▶ [Try it]
Going from the top of the data below, give again each line through the one containing "matching the system", both ends kept.

Records from a data source
§ §

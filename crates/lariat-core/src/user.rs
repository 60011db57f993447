use jiff::Timestamp;
use serde::{Deserialize, Serialize};

/// A registered account.
///
/// Passwords are stored and compared in plaintext, matching the system
/// this replaces. Known weakness, out of scope to fix here.
#[derive(Debug, Clone, PartialEq, Serialize, Deserialize)]
pub struct User {
    pub user_id: String,
    pub name: String,
    pub email: String,
    pub password: String,
    pub created_at: Timestamp,
}
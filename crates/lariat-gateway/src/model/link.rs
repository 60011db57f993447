use serde::{Deserialize, Deserializer, Serialize};

/// Loosely-typed creation request.
///
/// Fields are optional and `permanent` is raw JSON so the handler can run
/// the presence and strictly-boolean checks itself, in order, with the
/// exact user-facing messages. An absent `permanent` key and an explicit
/// JSON `null` are distinct: absence is a missing parameter, `null` is a
/// present-but-not-boolean value.
#[derive(Deserialize)]
pub struct CreateLinkRequest {
    pub creator: Option<String>,
    pub url: Option<String>,
    pub alias: Option<String>,
    #[serde(default, deserialize_with = "present_value")]
    pub permanent: Option<serde_json::Value>,
}

// Wraps whatever was sent, `null` included, so only a missing key maps
// to `None`. A plain `Option<Value>` would fold `null` into `None`.
fn present_value<'de, D>(deserializer: D) -> Result<Option<serde_json::Value>, D::Error>
where
    D: Deserializer<'de>,
{
    serde_json::Value::deserialize(deserializer).map(Some)
}

/// `{error, short_url}` envelope. Also used for the view endpoint's
/// absent-alias error, which carries the same shape.
#[derive(Serialize)]
pub struct CreateLinkResponse {
    pub error: Option<String>,
    pub short_url: Option<String>,
}

impl CreateLinkResponse {
    pub fn ok(short_url: String) -> Self {
        Self {
            error: None,
            short_url: Some(short_url),
        }
    }

    pub fn error(message: impl Into<String>) -> Self {
        Self {
            error: Some(message.into()),
            short_url: None,
        }
    }
}

#[derive(Serialize)]
pub struct DeleteLinkResponse {
    pub error: Option<String>,
    pub message: Option<String>,
}

impl DeleteLinkResponse {
    pub fn ok(message: impl Into<String>) -> Self {
        Self {
            error: None,
            message: Some(message.into()),
        }
    }

    pub fn error(message: impl Into<String>) -> Self {
        Self {
            error: Some(message.into()),
            message: None,
        }
    }
}

#[derive(Serialize)]
pub struct HealthResponse {
    pub status: &'static str,
}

§ §

▶ [Result below]
filename crates/lariat-core/src/user.rs
repository 60011db57f993447
use jiff::Timestamp;
use serde::{Deserialize, Serialize};

/// A registered account.
///
/// Passwords are stored and compared in plaintext, matching the system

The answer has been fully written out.